Despite being the most bankable, most established, biggest star in the film, the movie could have probably been better without Brad Pitt in the lead role. Now, this may seem counter-intuitive but hear me out. His name was likely one of the big reasons the film got funded in the first place, but his character is nowhere close to the most interesting and there’s a lot of time dedicated to him despite that. Before I get crucified, I am not saying that Pitt is a bad actor or anything like that. Quite the contrary, in fact. A few nights prior to seeing this, I had gone back and watched 12 Monkeys because I love that movie and he is a big part of the reason why. He’s incredible in that film but, seeing the disparity in the performances, Bullet Train felt like a completely mailed-in and uninspired performance in comparison. Pitt still has plenty of charisma as a leading man, but the character he was given here relied almost entirely on his star power rather than giving him something interesting to work with.
With that in mind, Aaron Taylor-Johnson totally steals this film. He and Brian Tyree Henry are fantastic together and that pairing should have been the focal point of the film. When the story is in their hands, the whole film has a strong Guy Ritchie vibe and the character dynamic between them is more meaningful than anything we get out of the film’s lead. Fortunately, I think both Leitch and Olkewicz recognized this because we get a good deal of screen time from them but there still isn’t enough to go around.
My primary reason for seeing this film was the sort of secretive role played by Michael Shannon. It’s an interesting character for sure, but he’s barely in the movie enough to truly get to the heart of it. I’m sure he was compensated well and had a good time, but he’s way too good of an actor to be tucked away. The same could be said of Hiroyuki Sanada who plays a role that’s in tandem with Shannon. Their shared history is important to the context of the story but isn’t given the proper focus either as the goal of the movie seemed more intent on making fashionable entertainment than telling the strongest elements of its story.
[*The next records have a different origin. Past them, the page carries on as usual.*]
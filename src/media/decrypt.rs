use bytes::Bytes;
use futures_util::{Stream, StreamExt};

use aes::Aes256;
use cbc::Decryptor;
use cipher::{
    block_padding::{Padding, Pkcs7},
    generic_array::GenericArray,
    BlockDecryptMut, KeyIvInit,
};
use hmac::{Hmac, Mac};
use sha2::Sha256;

use crate::media::error::MediaError;
use crate::media::types::{ByteRange, MediaKeys};

const BLOCK_SIZE: usize = 16;
const MAC_LEN: usize = 10;

fn floor_block(n: u64) -> u64 {
    (n / BLOCK_SIZE as u64) * BLOCK_SIZE as u64
}

/// Options accepted by [`decrypt`].
#[derive(Default, Clone, Copy)]
pub struct DecryptOptions {
    pub range: ByteRange,
    /// Verify the trailing 10-byte MAC. Only meaningful (and only applied)
    /// on a whole-object decrypt: `range.start_byte` and `range.end_byte`
    /// must both be unset.
    pub verify_mac: bool,
}

struct DecryptState {
    body: std::pin::Pin<Box<dyn Stream<Item = reqwest::Result<Bytes>> + Send>>,
    decryptor: Option<Decryptor<Aes256>>,
    cipher_key: [u8; 32],
    needs_iv: bool,
    residual: Vec<u8>,
    reserve_tail: bool,
    has_end_byte: bool,
    start_byte: u64,
    end_byte: Option<u64>,
    plain_abs: u64,
    finished: bool,
    hmac: Option<Hmac<Sha256>>,
}

/// Fetch `url` (with an optional byte range) and stream the decrypted
/// plaintext, trimmed to `[startByte, endByte)` when ranged.
pub async fn decrypt(
    url: &str,
    keys: &MediaKeys,
    opts: DecryptOptions,
    http: &reqwest::Client,
    origin: &str,
) -> Result<impl Stream<Item = Result<Bytes, MediaError>>, MediaError> {
    let start_byte = opts.range.start_byte.unwrap_or(0);
    let end_byte = opts.range.end_byte;
    let ranged = opts.range.start_byte.is_some() || end_byte.is_some();

    let mut needs_iv = false;
    let mut fetch_start: Option<u64> = None;
    let mut plain_abs_init = 0u64;

    if start_byte > 0 {
        let chunk_start = floor_block(start_byte);
        if chunk_start > 0 {
            needs_iv = true;
            fetch_start = Some(chunk_start - BLOCK_SIZE as u64);
        } else {
            fetch_start = Some(0);
        }
        plain_abs_init = chunk_start;
    } else if ranged {
        fetch_start = Some(0);
    }

    let fetch_end = end_byte.map(|e| floor_block(e) + BLOCK_SIZE as u64);

    let mut req = http.get(url).header("Origin", origin.to_string());
    if let Some(s) = fetch_start {
        let range_header = match fetch_end {
            Some(e) => format!("bytes={}-{}", s, e),
            None => format!("bytes={}-", s),
        };
        req = req.header("Range", range_header);
    }

    let resp = req
        .send()
        .await
        .map_err(|e| MediaError::StreamError(format!("GET {}: {}", url, e)))?;
    if !resp.status().is_success() {
        return Err(MediaError::StreamError(format!(
            "unexpected status {}",
            resp.status()
        )));
    }

    let has_end_byte = end_byte.is_some();
    let verify_mac = opts.verify_mac && !ranged;

    let state = DecryptState {
        body: Box::pin(resp.bytes_stream()),
        decryptor: if needs_iv {
            None
        } else {
            Some(Decryptor::<Aes256>::new(
                GenericArray::from_slice(&keys.cipher_key),
                GenericArray::from_slice(&keys.iv),
            ))
        },
        cipher_key: keys.cipher_key,
        needs_iv,
        residual: Vec::new(),
        reserve_tail: !has_end_byte,
        has_end_byte,
        start_byte,
        end_byte,
        plain_abs: plain_abs_init,
        finished: false,
        hmac: if verify_mac {
            let mut h = Hmac::<Sha256>::new_from_slice(&keys.mac_key)
                .map_err(|e| MediaError::DecryptError(e.to_string()))?;
            h.update(&keys.iv);
            Some(h)
        } else {
            None
        },
    };

    Ok(futures_util::stream::unfold(state, |mut state| async move {
        loop {
            if state.finished {
                return None;
            }

            match state.body.next().await {
                Some(Ok(chunk)) => {
                    state.residual.extend_from_slice(&chunk);

                    if state.needs_iv && state.residual.len() >= BLOCK_SIZE {
                        let iv: Vec<u8> = state.residual.drain(..BLOCK_SIZE).collect();
                        state.decryptor = Some(Decryptor::<Aes256>::new(
                            GenericArray::from_slice(&state.cipher_key),
                            GenericArray::from_slice(&iv),
                        ));
                        state.needs_iv = false;
                    }
                    if state.needs_iv {
                        continue;
                    }

                    // When the stream will need PKCS#7 unpadding at EOF, withhold
                    // one extra ciphertext block beyond the MAC tail so the true
                    // final block is never decrypted/emitted before we know it's last.
                    let reserve = if state.reserve_tail {
                        MAC_LEN + BLOCK_SIZE
                    } else {
                        0
                    };
                    if state.residual.len() <= reserve {
                        continue;
                    }
                    let available = state.residual.len() - reserve;
                    let full_len = floor_block(available as u64) as usize;
                    if full_len == 0 {
                        continue;
                    }

                    let mut block_buf: Vec<u8> = state.residual.drain(..full_len).collect();
                    if let Some(h) = state.hmac.as_mut() {
                        h.update(&block_buf);
                    }
                    for block in block_buf.chunks_mut(BLOCK_SIZE) {
                        state
                            .decryptor
                            .as_mut()
                            .expect("decryptor initialised before block processing")
                            .decrypt_block_mut(GenericArray::from_mut_slice(block));
                    }

                    let out = trim_to_range(&mut state, block_buf);
                    if out.is_empty() {
                        continue;
                    }
                    return Some((Ok(Bytes::from(out)), state));
                }
                Some(Err(e)) => {
                    state.finished = true;
                    return Some((Err(MediaError::StreamError(e.to_string())), state));
                }
                None => {
                    state.finished = true;

                    if state.needs_iv {
                        return Some((
                            Err(MediaError::DecryptError(
                                "stream ended before IV block was received".into(),
                            )),
                            state,
                        ));
                    }

                    let mac_tail = if state.reserve_tail && state.residual.len() >= MAC_LEN {
                        let split_at = state.residual.len() - MAC_LEN;
                        let mac = state.residual.split_off(split_at);
                        let mut arr = [0u8; MAC_LEN];
                        arr.copy_from_slice(&mac);
                        Some(arr)
                    } else {
                        None
                    };

                    if state.residual.len() % BLOCK_SIZE != 0 {
                        return Some((
                            Err(MediaError::DecryptError(
                                "truncated ciphertext: not a multiple of the block size".into(),
                            )),
                            state,
                        ));
                    }

                    let mut final_blocks = std::mem::take(&mut state.residual);
                    if let Some(h) = state.hmac.as_mut() {
                        h.update(&final_blocks);
                    }
                    for block in final_blocks.chunks_mut(BLOCK_SIZE) {
                        if let Some(dec) = state.decryptor.as_mut() {
                            dec.decrypt_block_mut(GenericArray::from_mut_slice(block));
                        }
                    }

                    let plaintext = if state.has_end_byte || final_blocks.is_empty() {
                        final_blocks
                    } else {
                        match final_blocks.chunks(BLOCK_SIZE).last() {
                            Some(last_block) => {
                                let block: &GenericArray<u8, cipher::consts::U16> =
                                    GenericArray::from_slice(last_block);
                                let unpadded_last = match Pkcs7::unpad(block) {
                                        Ok(u) => u.to_vec(),
                                        Err(_) => {
                                            return Some((
                                                Err(MediaError::DecryptError(
                                                    "invalid PKCS#7 padding".into(),
                                                )),
                                                state,
                                            ));
                                        }
                                    };
                                let body_len = final_blocks.len() - BLOCK_SIZE;
                                let mut out = final_blocks[..body_len].to_vec();
                                out.extend_from_slice(&unpadded_last);
                                out
                            }
                            None => final_blocks,
                        }
                    };

                    if let (Some(h), Some(mac)) = (state.hmac.take(), mac_tail) {
                        let computed = h.finalize().into_bytes();
                        if computed[..MAC_LEN] != mac[..] {
                            return Some((
                                Err(MediaError::DecryptError("MAC verification failed".into())),
                                state,
                            ));
                        }
                    }

                    let out = trim_to_range(&mut state, plaintext);
                    if out.is_empty() {
                        return None;
                    }
                    return Some((Ok(Bytes::from(out)), state));
                }
            }
        }
    }))
}

/// Trim `decrypted`, the next slice of absolute plaintext starting at
/// `state.plain_abs`, to the requested `[start_byte, end_byte)` window and
/// advance `state.plain_abs`.
fn trim_to_range(state: &mut DecryptState, decrypted: Vec<u8>) -> Vec<u8> {
    let block_start = state.plain_abs;
    let block_end = block_start + decrypted.len() as u64;
    state.plain_abs = block_end;

    let lo = state.start_byte.max(block_start);
    let hi = state.end_byte.unwrap_or(u64::MAX).min(block_end);

    if lo >= hi {
        return Vec::new();
    }
    let from = (lo - block_start) as usize;
    let to = (hi - block_start) as usize;
    decrypted[from..to].to_vec()
}

#[cfg(test)]
mod tests {
    use super::*;
    use crate::media::encrypt::{encrypt, EncryptOptions};
    use crate::media::kdf::derive_keys;
    use crate::media::stream::StreamSource;
    use crate::media::types::MediaType;
    use futures_util::TryStreamExt;

    #[tokio::test]
    async fn test_whole_object_roundtrip() {
        let http = reqwest::Client::new();
        let artifact = encrypt(
            StreamSource::Buffer(b"abc".to_vec()),
            MediaType::Image,
            EncryptOptions::default(),
            &http,
        )
        .await
        .unwrap();
        let keys = derive_keys(&artifact.media_key, MediaType::Image).unwrap();

        let mut server = mockito::Server::new_async().await;
        let _m = server
            .mock("GET", "/media.enc")
            .with_status(200)
            .with_body(artifact.ciphertext.clone())
            .create_async()
            .await;

        let url = format!("{}/media.enc", server.url());
        let stream = decrypt(
            &url,
            &keys,
            DecryptOptions::default(),
            &http,
            "https://web.whatsapp.com",
        )
        .await
        .unwrap();

        let plaintext: Vec<u8> = stream
            .try_fold(Vec::new(), |mut acc, chunk| async move {
                acc.extend_from_slice(&chunk);
                Ok(acc)
            })
            .await
            .unwrap();

        assert_eq!(plaintext, b"abc");
    }

    #[tokio::test]
    async fn test_whole_object_verify_mac_success() {
        let http = reqwest::Client::new();
        let artifact = encrypt(
            StreamSource::Buffer(b"hello".to_vec()),
            MediaType::Document,
            EncryptOptions::default(),
            &http,
        )
        .await
        .unwrap();
        let keys = derive_keys(&artifact.media_key, MediaType::Document).unwrap();

        let mut server = mockito::Server::new_async().await;
        let _m = server
            .mock("GET", "/media.enc")
            .with_status(200)
            .with_body(artifact.ciphertext.clone())
            .create_async()
            .await;

        let url = format!("{}/media.enc", server.url());
        let stream = decrypt(
            &url,
            &keys,
            DecryptOptions {
                range: ByteRange::default(),
                verify_mac: true,
            },
            &http,
            "https://web.whatsapp.com",
        )
        .await
        .unwrap();

        let plaintext: Vec<u8> = stream
            .try_fold(Vec::new(), |mut acc, chunk| async move {
                acc.extend_from_slice(&chunk);
                Ok(acc)
            })
            .await
            .unwrap();
        assert_eq!(plaintext, b"hello");
    }

    #[tokio::test]
    async fn test_ranged_decrypt_mid_block() {
        let http = reqwest::Client::new();
        let plaintext: Vec<u8> = (0u8..100u8).collect();
        let artifact = encrypt(
            StreamSource::Buffer(plaintext.clone()),
            MediaType::Video,
            EncryptOptions::default(),
            &http,
        )
        .await
        .unwrap();
        let keys = derive_keys(&artifact.media_key, MediaType::Video).unwrap();

        let mut server = mockito::Server::new_async().await;
        let _m = server
            .mock("GET", "/media.enc")
            .match_header("range", "bytes=0-48")
            .with_status(206)
            .with_body(&artifact.ciphertext[0..48])
            .create_async()
            .await;

        let url = format!("{}/media.enc", server.url());
        let stream = decrypt(
            &url,
            &keys,
            DecryptOptions {
                range: ByteRange {
                    start_byte: Some(20),
                    end_byte: Some(40),
                },
                verify_mac: false,
            },
            &http,
            "https://web.whatsapp.com",
        )
        .await
        .unwrap();

        let out: Vec<u8> = stream
            .try_fold(Vec::new(), |mut acc, chunk| async move {
                acc.extend_from_slice(&chunk);
                Ok(acc)
            })
            .await
            .unwrap();

        assert_eq!(out, plaintext[20..40]);
    }
}
use serde::{Deserialize, Serialize};
use std::fmt;


/// JID (Jabber ID) represents a WhatsApp user or group identifier
#[derive(Debug, Clone, PartialEq, Eq, Hash, PartialOrd, Ord, Serialize, Deserialize)]
pub struct JID {
    pub user: String,
    pub agent: u8,
    pub device: u8,
    pub server: String,
    pub ad: bool,
}

impl JID {
    /// Create a new JID
    pub fn new(user: String, server: String) -> Self {
        Self {
            user,
            agent: 0,
            device: 0,
            server,
            ad: false,
        }
    }
    
    /// Parse a JID from string format "user@server"
    pub fn parse(jid_str: &str) -> Result<Self, crate::error::Error> {
        let parts: Vec<&str> = jid_str.split('@').collect();
        if parts.len() != 2 {
            return Err(crate::error::Error::Protocol(format!("Invalid JID format: {}", jid_str)));
        }
        
        Ok(Self::new(parts[0].to_string(), parts[1].to_string()))
    }
    
    /// Create a new group JID
    pub fn new_group(group_id: &str) -> Self {
        Self::new(group_id.to_string(), "g.us".to_string())
    }
    
    /// Check if this is a user JID
    pub fn is_user(&self) -> bool {
        self.server == "s.whatsapp.net"
    }
    
    /// Check if this is a group JID
    pub fn is_group(&self) -> bool {
        self.server == "g.us"
    }
    
    /// Check if this is a server JID
    pub fn is_server(&self) -> bool {
        self.server == "server"
    }
    
    /// Get the string representation without device info
    pub fn to_non_ad(&self) -> String {
        format!("{}@{}", self.user, self.server)
    }
}

impl fmt::Display for JID {
    fn fmt(&self, f: &mut fmt::Formatter<'_>) -> fmt::Result {
        if self.agent != 0 || self.device != 0 {
            write!(f, "{}.{}:{}@{}", self.user, self.agent, self.device, self.server)
        } else {
            write!(f, "{}@{}", self.user, self.server)
        }
    }
}

impl std::str::FromStr for JID {
    type Err = crate::Error;
    
    fn from_str(s: &str) -> Result<Self, Self::Err> {
        let parts: Vec<&str> = s.split('@').collect();
        if parts.len() != 2 {
            return Err(crate::Error::Protocol(format!("Invalid JID format: {}", s)));
        }
        
        let user_part = parts[0];
        let server = parts[1].to_string();
        
        if user_part.contains('.') && user_part.contains(':') {
            let agent_device: Vec<&str> = user_part.split('.').collect();
            let user = agent_device[0].to_string();
            let device_parts: Vec<&str> = agent_device[1].split(':').collect();
            let agent = device_parts[0].parse().map_err(|_| {
                crate::Error::Protocol(format!("Invalid agent in JID: {}", s))
            })?;
            let device = device_parts[1].parse().map_err(|_| {
                crate::Error::Protocol(format!("Invalid device in JID: {}", s))
            })?;
            
            Ok(JID {
                user,
                agent,
                device,
                server,
                ad: true,
            })
        } else {
            Ok(JID {
                user: user_part.to_string(),
                agent: 0,
                device: 0,
                server,
                ad: false,
            })
        }
    }
}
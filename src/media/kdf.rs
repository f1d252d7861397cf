use base64::{engine::general_purpose::STANDARD, Engine as _};

use crate::media::error::MediaError;
use crate::media::types::{MediaKeys, MediaType};
use crate::util::crypto::hkdf_expand;

/// Expand a 32-byte media key into `{iv, cipherKey, macKey, refKey}` via
/// HKDF-SHA256 with an empty salt and a media-type-specific info string.
pub fn derive_keys(media_key: &[u8], media_type: MediaType) -> Result<MediaKeys, MediaError> {
    if media_key.len() != 32 {
        return Err(MediaError::InvalidKey(format!(
            "media key must be 32 bytes, got {}",
            media_key.len()
        )));
    }

    let info = media_type.hkdf_info();
    let expanded = hkdf_expand(media_key, info.as_bytes(), 112)
        .map_err(|e| MediaError::InvalidKey(e.to_string()))?;

    let mut iv = [0u8; 16];
    let mut cipher_key = [0u8; 32];
    let mut mac_key = [0u8; 32];
    let mut ref_key = [0u8; 32];
    iv.copy_from_slice(&expanded[0..16]);
    cipher_key.copy_from_slice(&expanded[16..48]);
    mac_key.copy_from_slice(&expanded[48..80]);
    ref_key.copy_from_slice(&expanded[80..112]);

    tracing::debug!(?media_type, "derived media keys");

    Ok(MediaKeys {
        iv,
        cipher_key,
        mac_key,
        ref_key,
    })
}

/// Accept a media key supplied as a base64 string, stripping an optional
/// `data:...;base64,` data-URL prefix.
pub fn media_key_from_base64(s: &str) -> Result<Vec<u8>, MediaError> {
    let encoded = match s.rfind("base64,") {
        Some(idx) => &s[idx + "base64,".len()..],
        None => s,
    };

    STANDARD
        .decode(encoded)
        .map_err(|e| MediaError::InvalidKey(format!("invalid base64 media key: {}", e)))
}
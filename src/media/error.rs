use thiserror::Error;

/// Errors from the media cryptography and transport core.
#[derive(Error, Debug)]
pub enum MediaError {
    #[error("invalid media key: {0}")]
    InvalidKey(String),

    #[error("stream error: {0}")]
    StreamError(String),

    #[error("media size exceeded: {actual} bytes exceeds limit of {limit} bytes")]
    SizeExceeded { actual: u64, limit: u64 },

    #[error("decryption failed: {0}")]
    DecryptError(String),

    #[error("upload failed with status {status}: {body}")]
    UploadFailed { status: u16, body: String },

    #[error("request body too large for host")]
    BodyTooLarge,

    #[error("media retry error: {0}")]
    RetryError(String),

    #[error("invalid media URL: {0}")]
    InvalidMediaUrl(String),

    #[error("no upload hosts available")]
    NoHostsAvailable,
}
Joey King was quite good in her role and is positioned well by Leitch and Olkewicz. Sadly, Andrew Koji, who is the first character we meet, gets relegated to something of a dog on a leash after her introduction. Zazie Beetz is great but she felt kind of shoe-horned in here as well when she could have been a better-utilized asset for the filmmakers. I guess Bad Bunny really needed to get that placement.
The movie was still enjoyable but the general focal issues led to pacing problems. Clocking in at just over two hours, this movie felt much longer and that’s not a good thing…especially for a movie called Bullet Train. I understand they are trying to build towards this big reveal, but Pitt’s character at the center of things made it a bit of a slog at times. It often seemed as if the camera and storytelling were so enraptured by his presence that they lapsed into sheer adoration.
Jonathan Sela’s cinematography is very strong and the production design by David Scheunemann is one of the strongest elements of the film. You can easily see how much care and attention to detail went into the presentation but, with all this movie has going for it, the movie as a whole left a lot of meat on the bone. Had I been very excited about this release, I would have been disappointed. However, it was still entertaining enough as a Saturday afternoon matinee.
Recommendation: If you are a fan of Guy Ritchie films, it feels like that is what this one wanted to be. It certainly looks good on screen and has a high production value that is maxed out by a big screen experience. However, if you wanted to wait for this one to be available to watch on your couch it may not be that much of a downgrade.